LIVRO: “Visitar Amigos e Outros Contos”,
de Luísa Costa Gomes
Edição | Cecília Andrade
Ed. Publicações Dom Quixote, Setembro de 2024
“Que é do Homem do Taco? Não estava na altura de entrar em cena? Não se lhe deu a deixa? Percebe-se que o personagem meteu outra obra no interim. É como se faltasse o actor ao abrir do pano. Eu quero saber quando virá, ao certo. Mais valia querer saber a que horas se dará o fim do mundo. Há um primeiro pequeno desentendimento com o responsável da obra que não aceita ser responsável pelos operários que ele mesmo contrata. É o momento em que a História se decide por uma ou outra narrativa. Quem manda na verdade? Se o Homem do Taco não aparece, de quem é a culpa? Minha, que contratei quem o contratou, ou de quem o contratou?”
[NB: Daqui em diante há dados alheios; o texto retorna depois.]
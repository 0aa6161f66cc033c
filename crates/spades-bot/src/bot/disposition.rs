use super::BotContext;
use spades_core::model::rank::Rank;
use spades_core::model::suit::Suit;

/// Continuous lean toward taking extra tricks (positive, SET) or avoiding
/// them (negative, DUCK). Neutral hands hover near zero.
pub(crate) fn disposition(ctx: &BotContext<'_>) -> f32 {
    let view = &ctx.view;
    let params = ctx.params;

    // Once every opposing team has made its bid there is nothing left to
    // set; extra tricks only buy books.
    if view.opponents_all_made() {
        return -1.0;
    }

    let free_tricks = view.mode.tricks_per_round as i32 - view.total_bids();
    let mut score = (3 - free_tricks) as f32 * params.disposition_free_trick_weight;

    score += view.team_books(view.my_team()) as f32 * params.disposition_book_weight;

    let masters = view
        .hand
        .iter()
        .filter(|&&card| ctx.memory.is_master(card))
        .count();
    score += masters as f32 * params.disposition_master_weight;

    score += partner_signal(ctx) * params.disposition_partner_weight;

    score.clamp(-1.0, 1.0)
}

/// The same calculus from the strongest opposing team's perspective, plus
/// live reads of the current trick.
pub(crate) fn opponent_disposition(ctx: &BotContext<'_>) -> f32 {
    let view = &ctx.view;
    let params = ctx.params;

    let free_tricks = view.mode.tricks_per_round as i32 - view.total_bids();
    let mut score = (3 - free_tricks) as f32 * params.disposition_free_trick_weight;

    let best_opponent_books = (0..view.teams.team_count())
        .filter(|&team| team != view.my_team())
        .map(|team| view.team_books(team))
        .max()
        .unwrap_or(0);
    score += best_opponent_books as f32 * params.disposition_book_weight;

    let opponents = view.teams.opponent_seats(view.seat);
    let lead = view.current_trick.lead_suit();
    for play in view.current_trick.plays().iter().skip(1) {
        if !opponents.contains(&play.seat) {
            continue;
        }
        let Some(led) = lead else { break };
        if led != Suit::Spades && play.card.is_spade() {
            score += params.opponent_trump_signal;
        } else if play.card.suit != led
            && !play.card.is_spade()
            && ctx.memory.spades_outstanding() > 0
        {
            score -= params.opponent_discard_signal;
        }
    }

    score.clamp(-1.0, 1.0)
}

/// Bounded read of the partner's completed plays: high leads and trump
/// discards read as pushing for tricks, low leads as staying out of the way.
pub(crate) fn partner_signal(ctx: &BotContext<'_>) -> f32 {
    let view = &ctx.view;
    let Some(partner) = view.partner_seat() else {
        return 0.0;
    };

    let mut signal = 0.0f32;
    for trick in view.cards_played.chunks_exact(view.mode.player_count) {
        let led = trick[0].card.suit;
        for (position, play) in trick.iter().enumerate() {
            if play.seat != partner {
                continue;
            }
            if position == 0 {
                if play.card.rank >= Rank::Queen {
                    signal += 0.2;
                } else if play.card.rank <= Rank::Six {
                    signal -= 0.15;
                }
            } else if play.card.suit != led {
                if play.card.is_spade() {
                    // Sloughing trump is the loudest duck signal there is.
                    signal -= 0.3;
                }
            } else if play.card.rank >= Rank::King {
                signal += 0.1;
            }
        }
    }
    signal.clamp(-1.0, 1.0)
}

#[cfg(test)]
mod tests {
    use super::{disposition, opponent_disposition, partner_signal};
    use crate::bot::testutil::{Fixture, seeded_game};
    use crate::bot::{BotContext, BotParams, BotView};

    fn bid(game: &mut spades_core::game::state::GameState, bids: &[u8]) {
        for &value in bids {
            let id = game.current_turn_player_id().to_string();
            game.place_bid(&id, value, false).unwrap();
        }
    }

    #[test]
    fn tight_bidding_pushes_toward_set() {
        let mut tight = seeded_game(31);
        bid(&mut tight, &[4, 4, 3, 3]);
        let mut loose = seeded_game(31);
        bid(&mut loose, &[2, 2, 1, 2]);
        let params = BotParams::default();

        let id = tight.current_turn_player_id().to_string();
        let tight_ctx = BotContext::new(BotView::of(&tight, &id).unwrap(), &params);
        let loose_ctx = BotContext::new(BotView::of(&loose, &id).unwrap(), &params);
        assert!(disposition(&tight_ctx) > disposition(&loose_ctx));
    }

    #[test]
    fn opponents_made_forces_full_duck() {
        let params = BotParams::default();
        let mut fixture = Fixture::new(0);
        fixture.bids = vec![Some(5), Some(1), Some(5), Some(1)];
        fixture.tricks_taken = vec![0, 1, 0, 1];
        let ctx = BotContext::new(fixture.view(), &params);
        assert!(ctx.view.opponents_all_made());
        assert_eq!(disposition(&ctx), -1.0);

        // One opposing trick short: the hard duck rule no longer applies.
        fixture.tricks_taken = vec![0, 1, 0, 0];
        let ctx = BotContext::new(fixture.view(), &params);
        assert!(!ctx.view.opponents_all_made());
        assert!(disposition(&ctx) > -1.0);
    }

    #[test]
    fn partner_signal_is_zero_without_history_or_partner() {
        let mut game = seeded_game(33);
        bid(&mut game, &[3, 3, 3, 3]);
        let params = BotParams::default();
        let id = game.current_turn_player_id().to_string();
        let ctx = BotContext::new(BotView::of(&game, &id).unwrap(), &params);
        assert_eq!(partner_signal(&ctx), 0.0);

        // Solo teams in the 3-player mode never have a partner to read.
        let mut solo = crate::bot::testutil::seeded_game_with(
            33,
            3,
            spades_core::model::settings::GameSettings::default(),
        );
        bid(&mut solo, &[3, 3, 3]);
        let id = solo.current_turn_player_id().to_string();
        let solo_ctx = BotContext::new(BotView::of(&solo, &id).unwrap(), &params);
        assert_eq!(partner_signal(&solo_ctx), 0.0);
    }

    #[test]
    fn dispositions_stay_bounded() {
        let mut game = seeded_game(34);
        bid(&mut game, &[7, 6, 7, 6]);
        let params = BotParams::default();
        let id = game.current_turn_player_id().to_string();
        let ctx = BotContext::new(BotView::of(&game, &id).unwrap(), &params);
        let own = disposition(&ctx);
        let theirs = opponent_disposition(&ctx);
        assert!((-1.0..=1.0).contains(&own));
        assert!((-1.0..=1.0).contains(&theirs));
        // Everyone overbidding leaves negative free tricks: both lean SET.
        assert!(own > 0.0);
        assert!(theirs > 0.0);
    }
}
Com o ano a chegar ao fim, cai-me no regaço este “Visitar Amigos e Outros Contos”, conjunto de treze textos que se abrem para um quotidiano com tanto de risonho e promissor como de castrador e mesquinho. Com um notável sentido do ritmo, Luísa Costa Gomes convida o leitor a olhar em volta e a atentar naquilo que, directa ou indirectamente, o afecta, seja dentro de portas, seja no espaço longínquo. Objectiva na definição dos personagens e na forma como os distribui pelo espaço em volta, rigorosa nas marcações como se de uma peça de teatro se tratasse, a autora mete verdades e consequências no mesmo saco, levando o leitor ao encontro de si e daqueles que o rodeiam. Do social ao indissociável, os amigos fazem-se presentes no virar de cada página, mostrando-se naquilo que são, delicados e sensíveis uns, oportunistas e sacanas outros. Face a face com cada um deles, somos o que somos e o que não somos, numa sequência de malabarismos e de golpes de rins que nos endurecem e enrugam a couraça e nos tornam mais conscientes de nós, mas também mais impacientes e rabugentos, mais velhos.
É de renovação que nos fala “A Ditadura do Proletariado”, o conto que abre o livro. O gosto pela metáfora e pelos trocadilhos revela-se logo no título e estende-se pelas páginas seguintes, revelando uma autora em grande forma, exímia na arte de alinhavar as palavras que vão do sonho ao pesadelo, segura na descrição das dores de cabeça que quaisquer obras dentro de casa implicam, delineando com saudável humor as relações entre quem contrata (a burguesia) e quem é contratado (o proletariado) e pontuando de ironia a deriva entre a escolha das loiças sanitárias e um novo buraco que se abre no tecto. Fazendo da elegância da escrita e da verosimilhança das situações elos comuns ao conjunto de contos, o livro leva-nos ao encontro dos amigos, dos que se mostram reféns dos impulsos primários de um gato aos que se insinuam com a promessa de acender uma boa lareira, dos que fizeram fortuna e se debatem no momento de lavrar o testamento aos que transformam um simples telefonema numa estopada à volta dos dilemas amorosos de Kierkegaard.
Na linha sempre delicada que separa a realidade da ficção, Luísa Costa Gomes revela um pouco de si, deixando adivinhar-se em certezas e reservas, alegrias e medos, conquistas e frustrações. Ternos ou duros, o seus contos mostram-na no andar distraído, na facilidade em alterar os planos, na rotina do lanche com as amigas, na embirração com gatos. O tempo tanto pode ser o de agora, numa pastelaria na Guia ou numa praça em Berlim, como o de outrora, num combóio a vapor que rasga a noite na Cabreira ou no isolamento de uma cela em Caxias, que o olhar da autora permanece o mesmo, de lucidez e liberdade feito. Nesse olhar segue o leitor ao encontro de si mesmo, perscrutante e inquieto, medindo o que de comum se perfila no virar de cada página, revendo condutas, definindo prioridades, pesando fragilidades, visitando amigos. Amigos de agora e de sempre, amigos que foram, amigos que o são, amigos que tornam o seu dia a dia mais leve ou o carregam de dilemas, o suavizam ou o complicam. Amigos que são “o nosso bolo de natal” ou, simplesmente, a fava desse mesmo bolo.